Scott situates the experience of ritual abuse within a socio-political context that frames discussion of the issues of gender, power and subjugation. This context takes account of the discourses of child abuse and extends research thinking away from binary notions of true and false. The thorough exploration of the history of child abuse discourses and feminist theoretical contributions is rigorous and informative. The subject of women who abuse is not shied away from but explored through a feminist lens drawing on the work of Liz Kelly, Sue Scott and Jaqui Saradjian. This exploration takes account of the bind that feminist theorists feel caught in as they research women's violence.

Very little work to date has attempted to draw conclusions about the gendered differences between men and women of the experience of sexual abuse. Scott found that the men's narratives were not as rich or thick as the women's and she offers a possible explanation as to why this might be. Scott makes the point that …all children draw on the (gendered) discourses concerning sexuality and the family that are available to them, and out of a mixture of private experiences and public discourses begin to construct the narratives of self which guide, inform and justify their course in life (p.105). This gendered account of the discursive practice of re-telling our lives and creating our sense of the way things were within our families offers another entry point to this research area.
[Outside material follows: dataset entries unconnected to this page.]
//! Record codec for the flat-text employee and attendance feeds.
//!
//! This module parses and serializes the delimited row formats the engine
//! persists and ingests: quote-aware field splitting, currency-tolerant
//! numeric parsing, multi-layout date/time parsing, the 19-field roster
//! schema, the 6-field attendance schema, and the compact save schema.

mod attendance_row;
mod employee_row;
mod fields;

pub use attendance_row::{ATTENDANCE_MIN_FIELDS, AttendanceRow, parse_attendance_row};
pub use employee_row::{
    ROSTER_MIN_FIELDS, SAVED_MIN_FIELDS, parse_roster_row, parse_saved_row, serialize_employee,
};
pub use fields::{DATE_LAYOUTS, TIME_LAYOUTS, parse_amount, parse_date, parse_time, split_fields};
//! Pay period model.
//!
//! This module contains the [`PayPeriod`] type used to define the date
//! window for a payroll computation.

use chrono::NaiveDate;
use serde::{Deserialize, Serialize};

/// A pay period with an inclusive start and end date.
///
/// # Example
///
/// ```
/// use payroll_engine::models::PayPeriod;
/// use chrono::NaiveDate;
///
/// let period = PayPeriod {
///     start_date: NaiveDate::from_ymd_opt(2024, 6, 1).unwrap(),
///     end_date: NaiveDate::from_ymd_opt(2024, 6, 15).unwrap(),
/// };
///
/// assert!(period.contains_date(NaiveDate::from_ymd_opt(2024, 6, 1).unwrap()));
/// assert!(period.contains_date(NaiveDate::from_ymd_opt(2024, 6, 15).unwrap()));
/// assert!(!period.contains_date(NaiveDate::from_ymd_opt(2024, 6, 16).unwrap()));
/// ```
#[derive(Debug, Clone, Copy, PartialEq, Eq, Serialize, Deserialize)]
pub struct PayPeriod {
    /// The start date of the pay period (inclusive).
    pub start_date: NaiveDate,
    /// The end date of the pay period (inclusive).
    pub end_date: NaiveDate,
}

impl PayPeriod {
    /// Checks if a given date falls within this pay period.
    ///
    /// The check is inclusive of both start and end dates.
    pub fn contains_date(&self, date: NaiveDate) -> bool {
        date >= self.start_date && date <= self.end_date
    }

    /// Returns true if the end date is on or after the start date.
    ///
    /// An inverted period is a caller error; the aggregator rejects it
    /// before any computation.
    pub fn is_valid(&self) -> bool {
        self.start_date <= self.end_date
    }
}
Finally Scott addresses the competing ways of understanding Multiple Personality Disorder (MPD) or Dissociative Identity Disorder (DID). Scott points out that the link between MPD and ritual abuse has not contributed to a more productive understanding of either phenomena. Drawing on various authors such as Szasz, Foucault and G.H Mead, Scott elucidates the nature of psychiatric discourse, which seeks to describe and categorise human behaviour. This exploration of MPD is juxtaposed alongside a post-structuralist understanding of the ways that individuals become a product of the discourses that describe them.
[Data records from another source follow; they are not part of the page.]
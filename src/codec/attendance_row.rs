//! Attendance punch row parsing.
//!
//! The attendance feed is maintained separately from the roster, so its
//! rows carry the employee's name alongside the ID; the store uses both
//! when matching a punch to an employee.

use chrono::{NaiveDate, NaiveTime};

use crate::error::{PayrollError, PayrollResult};

use super::fields::{parse_date, parse_time, split_fields};

/// Minimum number of fields in an attendance row.
pub const ATTENDANCE_MIN_FIELDS: usize = 6;

/// One parsed attendance punch row, not yet matched to an employee.
#[derive(Debug, Clone, PartialEq, Eq)]
pub struct AttendanceRow {
    /// Employee ID as formatted by the attendance feed.
    pub employee_id: String,
    /// Family name from the feed.
    pub last_name: String,
    /// Given name from the feed.
    pub first_name: String,
    /// The calendar date of the punches.
    pub date: NaiveDate,
    /// Login time, absent when the field was empty.
    pub login: Option<NaiveTime>,
    /// Logout time, absent when the field was empty.
    pub logout: Option<NaiveTime>,
}

/// Parses one row of the attendance feed.
///
/// Field order: employee ID, last name, first name, date, login time,
/// logout time. A row with fewer than [`ATTENDANCE_MIN_FIELDS`] fields,
/// a date no layout accepts, or a non-empty time no layout accepts is
/// rejected with a [`PayrollError::MalformedRow`]. Empty time fields are
/// valid and produce `None` — a day can hold a login punch before its
/// logout arrives.
pub fn parse_attendance_row(line_number: usize, line: &str) -> PayrollResult<AttendanceRow> {
    let malformed = |message: String| PayrollError::MalformedRow {
        line: line_number,
        content: line.to_string(),
        message,
    };

    let fields = split_fields(line);
    if fields.len() < ATTENDANCE_MIN_FIELDS {
        return Err(malformed(format!(
            "expected at least {} fields, found {}",
            ATTENDANCE_MIN_FIELDS,
            fields.len()
        )));
    }

    let date = parse_date(&fields[3])
        .ok_or_else(|| malformed(format!("unparsable date '{}'", fields[3].trim())))?;

    let login = parse_optional_time(&fields[4])
        .map_err(|raw| malformed(format!("unparsable login time '{raw}'")))?;
    let logout = parse_optional_time(&fields[5])
        .map_err(|raw| malformed(format!("unparsable logout time '{raw}'")))?;

    Ok(AttendanceRow {
        employee_id: fields[0].trim().to_string(),
        last_name: fields[1].trim().to_string(),
        first_name: fields[2].trim().to_string(),
        date,
        login,
        logout,
    })
}

fn parse_optional_time(raw: &str) -> Result<Option<NaiveTime>, String> {
    let trimmed = raw.trim();
    if trimmed.is_empty() {
        return Ok(None);
    }
    parse_time(trimmed)
        .map(Some)
        .ok_or_else(|| trimmed.to_string())
}
//! Field-level parsing primitives for delimited rows.
//!
//! Both record feeds arrive as comma-delimited text with optional quoting,
//! currency-formatted numbers, and drifting date/time layouts. The
//! primitives here absorb that drift: splitting respects quoted segments,
//! numerics degrade to zero instead of failing a row, and dates and times
//! are tried against an ordered list of layouts where the first success
//! wins.

use chrono::{NaiveDate, NaiveTime};
use rust_decimal::Decimal;
use tracing::warn;

/// Date layouts attempted in order when parsing a date field.
///
/// `%m`/`%d` accept both padded and unpadded digits, so the first layout
/// covers `M/D/YYYY` as well as `MM/DD/YYYY`.
pub const DATE_LAYOUTS: [&str; 4] = ["%m/%d/%Y", "%m-%d-%Y", "%Y-%m-%d", "%Y/%m/%d"];

/// Time-of-day layouts attempted in order when parsing a time field.
pub const TIME_LAYOUTS: [&str; 2] = ["%H:%M", "%H:%M:%S"];

/// Splits a delimited line into fields, honoring quoted segments.
///
/// A `"` toggles in-quotes mode; while inside quotes the separator is
/// treated as a literal character. Quote characters themselves are not
/// part of the field value.
///
/// # Example
///
/// ```
/// use payroll_engine::codec::split_fields;
///
/// let fields = split_fields(r#"10001,"Reyes, Maria",Payroll"#);
/// assert_eq!(fields, vec!["10001", "Reyes, Maria", "Payroll"]);
/// ```
pub fn split_fields(line: &str) -> Vec<String> {
    let mut fields = Vec::new();
    let mut current = String::new();
    let mut in_quotes = false;

    for c in line.chars() {
        match c {
            '"' => in_quotes = !in_quotes,
            ',' if !in_quotes => fields.push(std::mem::take(&mut current)),
            _ => current.push(c),
        }
    }
    fields.push(current);

    fields
}

/// Parses a monetary or numeric field, tolerating currency formatting.
///
/// Every character that is not a digit or decimal point is stripped
/// before parsing, so `"₱90,000.00"` reads as `90000.00`. An empty or
/// unparsable result degrades to zero with a warning rather than failing
/// the row.
///
/// # Example
///
/// ```
/// use payroll_engine::codec::parse_amount;
/// use rust_decimal::Decimal;
///
/// assert_eq!(parse_amount("\"90,000\""), Decimal::new(90000, 0));
/// assert_eq!(parse_amount("535.71"), Decimal::new(53571, 2));
/// assert_eq!(parse_amount("n/a"), Decimal::ZERO);
/// ```
pub fn parse_amount(raw: &str) -> Decimal {
    let raw = raw.trim();
    if raw.is_empty() {
        return Decimal::ZERO;
    }

    let cleaned: String = raw
        .chars()
        .filter(|c| c.is_ascii_digit() || *c == '.')
        .collect();

    match cleaned.parse() {
        Ok(value) => value,
        Err(_) => {
            warn!(raw, "could not parse numeric field, defaulting to zero");
            Decimal::ZERO
        }
    }
}

/// Parses a date field against [`DATE_LAYOUTS`] in order.
///
/// Returns the first successful parse, or `None` when every layout fails.
pub fn parse_date(raw: &str) -> Option<NaiveDate> {
    let raw = raw.trim();
    DATE_LAYOUTS
        .iter()
        .find_map(|layout| NaiveDate::parse_from_str(raw, layout).ok())
}

/// Parses a time-of-day field against [`TIME_LAYOUTS`] in order.
pub fn parse_time(raw: &str) -> Option<NaiveTime> {
    let raw = raw.trim();
    TIME_LAYOUTS
        .iter()
        .find_map(|layout| NaiveTime::parse_from_str(raw, layout).ok())
}
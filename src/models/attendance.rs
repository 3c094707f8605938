//! Attendance record and ledger models.
//!
//! This module defines the [`AttendanceRecord`] struct for a single
//! calendar day of login/logout punches and the [`AttendanceLedger`]
//! owned by each employee, keyed by date.

use std::collections::BTreeMap;

use chrono::{NaiveDate, NaiveTime};
use rust_decimal::Decimal;
use serde::{Deserialize, Serialize};

/// One day of attendance for an employee.
///
/// Holds an optional login time, an optional logout time, and the derived
/// hours-worked value. Hours are recomputed on every punch write: while
/// either time is missing they are zero, and a logout earlier than the
/// login clamps to zero so a bad punch pair reads as a non-working day
/// rather than producing a negative payroll input.
///
/// # Example
///
/// ```
/// use payroll_engine::models::AttendanceRecord;
/// use chrono::NaiveTime;
/// use rust_decimal::Decimal;
///
/// let mut record = AttendanceRecord::new();
/// record.set_login(NaiveTime::from_hms_opt(8, 30, 0).unwrap());
/// assert_eq!(record.hours_worked(), Decimal::ZERO);
///
/// record.set_logout(NaiveTime::from_hms_opt(17, 0, 0).unwrap());
/// assert_eq!(record.hours_worked(), Decimal::new(85, 1)); // 8.5
/// ```
#[derive(Debug, Clone, Default, PartialEq, Serialize, Deserialize)]
pub struct AttendanceRecord {
    /// The login time of day, if a login punch has been recorded.
    pub login: Option<NaiveTime>,
    /// The logout time of day, if a logout punch has been recorded.
    pub logout: Option<NaiveTime>,
    hours_worked: Decimal,
}

impl AttendanceRecord {
    /// Creates an empty record with no punches and zero hours.
    pub fn new() -> Self {
        Self::default()
    }

    /// Creates a record carrying a known hours total with no punch times.
    ///
    /// Used when loading the save schema, which persists derived hours but
    /// not the underlying punches.
    pub fn from_total_hours(hours: Decimal) -> Self {
        Self {
            login: None,
            logout: None,
            hours_worked: hours.max(Decimal::ZERO),
        }
    }

    /// Records a login punch, overwriting any prior login for this day.
    pub fn set_login(&mut self, time: NaiveTime) {
        self.login = Some(time);
        self.recompute_hours();
    }

    /// Records a logout punch, overwriting any prior logout for this day.
    pub fn set_logout(&mut self, time: NaiveTime) {
        self.logout = Some(time);
        self.recompute_hours();
    }

    /// Returns the derived hours worked for this day.
    pub fn hours_worked(&self) -> Decimal {
        self.hours_worked
    }

    fn recompute_hours(&mut self) {
        self.hours_worked = match (self.login, self.logout) {
            (Some(login), Some(logout)) => {
                let minutes = (logout - login).num_minutes();
                // Logout before login clamps to a non-working day.
                (Decimal::new(minutes, 0) / Decimal::new(60, 0)).max(Decimal::ZERO)
            }
            _ => Decimal::ZERO,
        };
    }
}

/// Per-employee attendance history, one record per calendar date.
///
/// Records are created lazily on the first punch for a date and are never
/// deleted. The ledger is the sole source of hours for payroll
/// aggregation.
///
/// # Example
///
/// ```
/// use payroll_engine::models::AttendanceLedger;
/// use chrono::{NaiveDate, NaiveTime};
/// use rust_decimal::Decimal;
///
/// let mut ledger = AttendanceLedger::new();
/// let date = NaiveDate::from_ymd_opt(2024, 6, 3).unwrap();
/// ledger.record_login(date, NaiveTime::from_hms_opt(8, 0, 0).unwrap());
/// ledger.record_logout(date, NaiveTime::from_hms_opt(16, 0, 0).unwrap());
///
/// assert_eq!(ledger.hours_worked(date), Decimal::new(80, 1)); // 8.0
/// assert_eq!(ledger.days_present(date, date), 1);
/// ```
#[derive(Debug, Clone, Default, PartialEq, Serialize, Deserialize)]
pub struct AttendanceLedger {
    records: BTreeMap<NaiveDate, AttendanceRecord>,
}

impl AttendanceLedger {
    /// Creates an empty ledger.
    pub fn new() -> Self {
        Self::default()
    }

    /// Records a login punch for the given date.
    ///
    /// A second login on the same date overwrites the first; no punch
    /// history is kept.
    pub fn record_login(&mut self, date: NaiveDate, time: NaiveTime) {
        self.records.entry(date).or_default().set_login(time);
    }

    /// Records a logout punch for the given date.
    pub fn record_logout(&mut self, date: NaiveDate, time: NaiveTime) {
        self.records.entry(date).or_default().set_logout(time);
    }

    /// Adds hours directly to the given date's record.
    ///
    /// Only used for the save schema, which carries derived hours without
    /// punch times. Hours accumulate across repeated calls for one date.
    pub fn add_hours(&mut self, date: NaiveDate, hours: Decimal) {
        let prior = self
            .records
            .get(&date)
            .map(AttendanceRecord::hours_worked)
            .unwrap_or(Decimal::ZERO);
        self.records
            .insert(date, AttendanceRecord::from_total_hours(prior + hours));
    }

    /// Returns the hours worked on the given date, zero if no record.
    pub fn hours_worked(&self, date: NaiveDate) -> Decimal {
        self.records
            .get(&date)
            .map(AttendanceRecord::hours_worked)
            .unwrap_or(Decimal::ZERO)
    }

    /// Sums hours worked over a date range, inclusive on both ends.
    pub fn hours_in_range(&self, start: NaiveDate, end: NaiveDate) -> Decimal {
        self.records
            .range(start..=end)
            .map(|(_, record)| record.hours_worked())
            .sum()
    }

    /// Counts the dates in the range (inclusive) with more than zero hours.
    pub fn days_present(&self, start: NaiveDate, end: NaiveDate) -> u32 {
        self.records
            .range(start..=end)
            .filter(|(_, record)| record.hours_worked() > Decimal::ZERO)
            .count() as u32
    }

    /// Sums hours worked across the whole ledger.
    pub fn total_hours(&self) -> Decimal {
        self.records
            .values()
            .map(AttendanceRecord::hours_worked)
            .sum()
    }

    /// Returns the record for a date, if any punches have been made.
    pub fn get(&self, date: NaiveDate) -> Option<&AttendanceRecord> {
        self.records.get(&date)
    }

    /// Iterates over all records in date order.
    pub fn iter(&self) -> impl Iterator<Item = (&NaiveDate, &AttendanceRecord)> {
        self.records.iter()
    }

    /// Returns the number of dates with records.
    pub fn len(&self) -> usize {
        self.records.len()
    }

    /// Returns true if no punches have been recorded.
    pub fn is_empty(&self) -> bool {
        self.records.is_empty()
    }
}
Scott rounds off this argument with a personal account of the usefulness that a diagnosis of MPD/DID was for her foster daughter. Scott presents the reader with her own story that encapsulates the relief gained by discovering a framework for understanding behaviour that was terrifying and exhausting and challenges taken for granted dismissals of the value of a 'diagnosis'. In many ways The Politics of Ritual Abuse ends as it begins; with Scott placing her lived experience as a point of reference to make sense of her theoretical position. This is a brave and humane book that honours the dignity of the personal account.